The result should be every line that contains the word "extension", taken from the material.

------ Data under study

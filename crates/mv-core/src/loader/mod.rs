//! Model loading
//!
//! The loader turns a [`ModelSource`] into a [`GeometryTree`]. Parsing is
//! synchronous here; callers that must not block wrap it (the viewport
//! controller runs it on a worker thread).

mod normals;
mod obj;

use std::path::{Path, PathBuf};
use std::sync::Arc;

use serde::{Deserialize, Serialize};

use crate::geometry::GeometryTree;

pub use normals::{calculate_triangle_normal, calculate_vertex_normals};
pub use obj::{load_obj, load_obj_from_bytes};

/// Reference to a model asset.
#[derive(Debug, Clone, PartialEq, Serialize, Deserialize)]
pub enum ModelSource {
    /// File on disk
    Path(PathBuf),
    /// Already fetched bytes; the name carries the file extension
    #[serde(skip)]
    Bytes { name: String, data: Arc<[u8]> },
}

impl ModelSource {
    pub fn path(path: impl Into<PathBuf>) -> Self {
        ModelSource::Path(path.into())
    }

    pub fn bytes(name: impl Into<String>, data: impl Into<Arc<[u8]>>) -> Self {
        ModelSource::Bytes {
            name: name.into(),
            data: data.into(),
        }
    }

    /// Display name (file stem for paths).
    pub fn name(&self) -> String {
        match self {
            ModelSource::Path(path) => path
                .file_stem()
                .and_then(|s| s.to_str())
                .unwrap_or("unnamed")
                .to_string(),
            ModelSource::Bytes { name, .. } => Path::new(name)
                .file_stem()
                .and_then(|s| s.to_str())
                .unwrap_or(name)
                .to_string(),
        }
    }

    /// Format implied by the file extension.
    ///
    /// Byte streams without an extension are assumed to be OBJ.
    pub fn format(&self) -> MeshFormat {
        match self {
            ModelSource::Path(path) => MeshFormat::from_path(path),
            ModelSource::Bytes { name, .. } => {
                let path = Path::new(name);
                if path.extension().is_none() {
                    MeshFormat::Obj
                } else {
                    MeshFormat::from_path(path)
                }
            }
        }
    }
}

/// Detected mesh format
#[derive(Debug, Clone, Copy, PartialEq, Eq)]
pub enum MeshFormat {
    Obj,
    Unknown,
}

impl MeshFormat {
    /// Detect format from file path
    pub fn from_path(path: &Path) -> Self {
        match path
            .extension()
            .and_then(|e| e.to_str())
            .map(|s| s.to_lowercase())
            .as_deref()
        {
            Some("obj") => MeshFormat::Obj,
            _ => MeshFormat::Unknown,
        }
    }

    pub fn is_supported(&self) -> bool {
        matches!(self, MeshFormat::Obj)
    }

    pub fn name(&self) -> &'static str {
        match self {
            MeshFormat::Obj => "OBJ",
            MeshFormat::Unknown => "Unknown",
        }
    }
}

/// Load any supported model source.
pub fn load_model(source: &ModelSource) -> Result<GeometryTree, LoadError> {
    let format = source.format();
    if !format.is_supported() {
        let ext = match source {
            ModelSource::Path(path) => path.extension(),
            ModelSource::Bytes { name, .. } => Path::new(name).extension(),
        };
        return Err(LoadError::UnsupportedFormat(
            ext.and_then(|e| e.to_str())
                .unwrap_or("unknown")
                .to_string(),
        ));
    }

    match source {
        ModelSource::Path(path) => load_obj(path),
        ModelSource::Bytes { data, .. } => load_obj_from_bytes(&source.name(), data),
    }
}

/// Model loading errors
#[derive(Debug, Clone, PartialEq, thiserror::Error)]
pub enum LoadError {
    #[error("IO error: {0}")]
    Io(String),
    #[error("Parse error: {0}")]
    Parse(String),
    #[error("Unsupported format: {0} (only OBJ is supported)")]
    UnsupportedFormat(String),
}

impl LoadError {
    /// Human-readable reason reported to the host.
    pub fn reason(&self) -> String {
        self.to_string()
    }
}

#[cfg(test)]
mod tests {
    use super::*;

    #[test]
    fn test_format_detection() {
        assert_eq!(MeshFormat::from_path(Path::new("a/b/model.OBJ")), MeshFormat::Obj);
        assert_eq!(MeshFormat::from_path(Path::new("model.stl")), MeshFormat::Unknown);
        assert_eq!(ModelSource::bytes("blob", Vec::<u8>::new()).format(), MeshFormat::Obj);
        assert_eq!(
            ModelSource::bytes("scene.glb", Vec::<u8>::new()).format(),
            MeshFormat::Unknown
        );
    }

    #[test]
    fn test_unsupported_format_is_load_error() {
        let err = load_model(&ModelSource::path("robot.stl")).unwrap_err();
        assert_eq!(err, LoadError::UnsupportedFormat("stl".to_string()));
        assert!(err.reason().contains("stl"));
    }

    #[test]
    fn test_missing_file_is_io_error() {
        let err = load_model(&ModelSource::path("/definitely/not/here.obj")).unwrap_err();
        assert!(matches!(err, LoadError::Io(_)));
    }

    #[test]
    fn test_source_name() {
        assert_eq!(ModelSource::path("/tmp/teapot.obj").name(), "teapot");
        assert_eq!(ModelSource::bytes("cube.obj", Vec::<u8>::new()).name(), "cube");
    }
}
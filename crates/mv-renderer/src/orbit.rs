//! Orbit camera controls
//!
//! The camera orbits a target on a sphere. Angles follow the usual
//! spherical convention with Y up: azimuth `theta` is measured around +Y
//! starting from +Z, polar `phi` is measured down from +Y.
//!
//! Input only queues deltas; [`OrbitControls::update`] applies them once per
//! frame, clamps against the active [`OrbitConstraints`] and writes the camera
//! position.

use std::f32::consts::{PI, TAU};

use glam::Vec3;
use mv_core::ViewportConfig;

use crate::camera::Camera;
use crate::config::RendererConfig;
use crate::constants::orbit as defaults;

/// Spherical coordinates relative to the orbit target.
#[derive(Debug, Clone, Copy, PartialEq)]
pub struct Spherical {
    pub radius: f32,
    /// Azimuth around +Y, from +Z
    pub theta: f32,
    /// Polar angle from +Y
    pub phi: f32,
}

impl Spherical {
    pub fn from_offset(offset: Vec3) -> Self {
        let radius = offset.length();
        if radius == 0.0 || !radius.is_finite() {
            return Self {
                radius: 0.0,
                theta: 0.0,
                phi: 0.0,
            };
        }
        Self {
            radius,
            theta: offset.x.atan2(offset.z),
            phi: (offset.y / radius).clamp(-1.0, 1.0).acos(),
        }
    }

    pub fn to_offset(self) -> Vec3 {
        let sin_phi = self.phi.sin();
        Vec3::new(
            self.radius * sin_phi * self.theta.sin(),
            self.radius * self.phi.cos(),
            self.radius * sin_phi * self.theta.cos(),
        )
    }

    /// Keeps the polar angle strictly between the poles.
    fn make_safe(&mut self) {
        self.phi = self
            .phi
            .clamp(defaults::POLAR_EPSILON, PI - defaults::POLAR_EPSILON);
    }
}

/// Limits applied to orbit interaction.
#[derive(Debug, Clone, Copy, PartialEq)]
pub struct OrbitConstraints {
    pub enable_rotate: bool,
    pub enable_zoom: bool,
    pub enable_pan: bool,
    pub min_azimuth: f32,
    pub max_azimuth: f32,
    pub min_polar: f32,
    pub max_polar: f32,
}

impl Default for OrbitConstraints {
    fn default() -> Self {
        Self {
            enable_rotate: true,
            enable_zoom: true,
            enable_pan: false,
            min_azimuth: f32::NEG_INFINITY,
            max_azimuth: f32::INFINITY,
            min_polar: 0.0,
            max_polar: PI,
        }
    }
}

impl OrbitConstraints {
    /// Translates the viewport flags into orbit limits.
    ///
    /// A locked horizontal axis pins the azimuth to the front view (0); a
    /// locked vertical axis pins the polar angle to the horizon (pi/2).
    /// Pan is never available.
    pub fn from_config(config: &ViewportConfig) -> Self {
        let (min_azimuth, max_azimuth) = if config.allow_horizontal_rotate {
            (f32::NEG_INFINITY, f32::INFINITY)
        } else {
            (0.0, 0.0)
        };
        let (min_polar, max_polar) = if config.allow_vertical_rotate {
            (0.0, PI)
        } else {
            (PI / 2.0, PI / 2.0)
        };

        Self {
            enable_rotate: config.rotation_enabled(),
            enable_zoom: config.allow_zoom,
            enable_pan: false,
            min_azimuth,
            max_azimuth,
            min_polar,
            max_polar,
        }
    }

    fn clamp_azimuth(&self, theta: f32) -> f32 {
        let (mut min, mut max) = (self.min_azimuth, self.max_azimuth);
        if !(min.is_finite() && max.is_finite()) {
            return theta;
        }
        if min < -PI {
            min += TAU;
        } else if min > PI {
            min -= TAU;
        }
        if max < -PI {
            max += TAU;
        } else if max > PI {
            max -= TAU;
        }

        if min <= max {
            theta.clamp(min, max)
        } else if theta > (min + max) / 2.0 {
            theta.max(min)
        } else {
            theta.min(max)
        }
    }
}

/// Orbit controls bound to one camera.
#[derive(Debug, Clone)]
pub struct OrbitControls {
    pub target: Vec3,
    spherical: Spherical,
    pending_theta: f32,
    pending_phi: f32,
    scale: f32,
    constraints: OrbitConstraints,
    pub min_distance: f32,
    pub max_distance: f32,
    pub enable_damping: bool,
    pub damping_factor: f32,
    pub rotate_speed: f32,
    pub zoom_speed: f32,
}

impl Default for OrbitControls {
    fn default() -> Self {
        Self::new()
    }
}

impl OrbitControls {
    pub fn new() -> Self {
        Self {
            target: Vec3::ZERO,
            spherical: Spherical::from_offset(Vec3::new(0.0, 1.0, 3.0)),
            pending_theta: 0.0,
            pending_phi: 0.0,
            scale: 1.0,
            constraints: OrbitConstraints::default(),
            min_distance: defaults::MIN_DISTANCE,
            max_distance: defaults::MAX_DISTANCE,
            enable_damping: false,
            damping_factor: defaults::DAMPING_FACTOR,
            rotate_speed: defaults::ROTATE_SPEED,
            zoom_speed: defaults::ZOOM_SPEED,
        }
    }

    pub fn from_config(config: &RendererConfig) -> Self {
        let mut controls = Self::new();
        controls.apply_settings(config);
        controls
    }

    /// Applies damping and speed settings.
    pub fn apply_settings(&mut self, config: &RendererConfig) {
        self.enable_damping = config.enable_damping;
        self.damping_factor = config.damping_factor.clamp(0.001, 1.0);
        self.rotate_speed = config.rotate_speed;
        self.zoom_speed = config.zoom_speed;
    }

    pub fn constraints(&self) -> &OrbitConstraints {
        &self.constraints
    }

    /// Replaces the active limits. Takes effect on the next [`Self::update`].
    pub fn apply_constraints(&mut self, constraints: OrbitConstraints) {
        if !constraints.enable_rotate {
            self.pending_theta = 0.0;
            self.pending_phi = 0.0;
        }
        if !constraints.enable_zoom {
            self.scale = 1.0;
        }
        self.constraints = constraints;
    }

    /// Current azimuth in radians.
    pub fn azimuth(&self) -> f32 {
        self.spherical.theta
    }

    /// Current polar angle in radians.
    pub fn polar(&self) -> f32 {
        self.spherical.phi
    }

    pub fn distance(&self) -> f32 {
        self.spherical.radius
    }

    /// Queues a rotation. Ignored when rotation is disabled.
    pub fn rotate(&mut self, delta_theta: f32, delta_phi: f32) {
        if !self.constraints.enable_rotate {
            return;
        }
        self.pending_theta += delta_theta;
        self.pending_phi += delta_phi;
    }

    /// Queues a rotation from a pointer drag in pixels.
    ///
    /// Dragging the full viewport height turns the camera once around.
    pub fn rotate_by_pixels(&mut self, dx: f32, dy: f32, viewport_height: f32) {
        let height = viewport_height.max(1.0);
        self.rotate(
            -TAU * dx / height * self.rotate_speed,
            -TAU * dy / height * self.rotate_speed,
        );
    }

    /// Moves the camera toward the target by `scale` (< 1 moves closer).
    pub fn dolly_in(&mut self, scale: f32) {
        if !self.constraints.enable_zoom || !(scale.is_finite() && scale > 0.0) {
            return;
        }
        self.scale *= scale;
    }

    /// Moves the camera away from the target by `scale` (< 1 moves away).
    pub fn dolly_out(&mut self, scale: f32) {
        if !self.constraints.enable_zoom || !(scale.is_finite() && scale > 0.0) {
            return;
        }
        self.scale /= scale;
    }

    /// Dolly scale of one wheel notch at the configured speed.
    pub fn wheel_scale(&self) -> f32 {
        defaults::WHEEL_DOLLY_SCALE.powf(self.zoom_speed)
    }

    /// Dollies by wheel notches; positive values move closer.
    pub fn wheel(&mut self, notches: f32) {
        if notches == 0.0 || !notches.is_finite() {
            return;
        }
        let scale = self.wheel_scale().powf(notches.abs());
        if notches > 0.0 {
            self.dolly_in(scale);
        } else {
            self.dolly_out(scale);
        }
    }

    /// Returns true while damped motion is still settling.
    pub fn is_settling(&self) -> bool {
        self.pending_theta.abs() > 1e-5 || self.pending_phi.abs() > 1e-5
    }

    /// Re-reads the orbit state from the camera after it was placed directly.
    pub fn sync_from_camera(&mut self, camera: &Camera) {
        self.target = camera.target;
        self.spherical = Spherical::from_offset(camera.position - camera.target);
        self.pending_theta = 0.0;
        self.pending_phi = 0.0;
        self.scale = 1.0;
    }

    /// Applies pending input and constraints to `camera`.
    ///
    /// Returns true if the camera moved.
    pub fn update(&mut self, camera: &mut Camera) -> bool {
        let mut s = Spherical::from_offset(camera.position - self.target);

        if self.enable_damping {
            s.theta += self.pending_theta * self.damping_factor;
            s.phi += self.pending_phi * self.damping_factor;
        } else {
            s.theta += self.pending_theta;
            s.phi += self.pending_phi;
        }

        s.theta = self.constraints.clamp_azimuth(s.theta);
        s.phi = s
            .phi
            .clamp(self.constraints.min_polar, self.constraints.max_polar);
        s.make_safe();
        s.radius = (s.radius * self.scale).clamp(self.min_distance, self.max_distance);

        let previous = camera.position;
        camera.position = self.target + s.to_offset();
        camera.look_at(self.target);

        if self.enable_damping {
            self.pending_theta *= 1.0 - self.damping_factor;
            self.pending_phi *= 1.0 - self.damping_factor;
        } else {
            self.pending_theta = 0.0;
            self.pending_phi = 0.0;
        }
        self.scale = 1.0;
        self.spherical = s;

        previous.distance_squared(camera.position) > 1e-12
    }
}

------------

*Completed task*.
    /// Already fetched bytes; the name carries the file extension
    /// Format implied by the file extension.
    /// Byte streams without an extension are assumed to be OBJ.
                if path.extension().is_none() {
            .extension()
            ModelSource::Path(path) => path.extension(),
            ModelSource::Bytes { name, .. } => Path::new(name).extension(),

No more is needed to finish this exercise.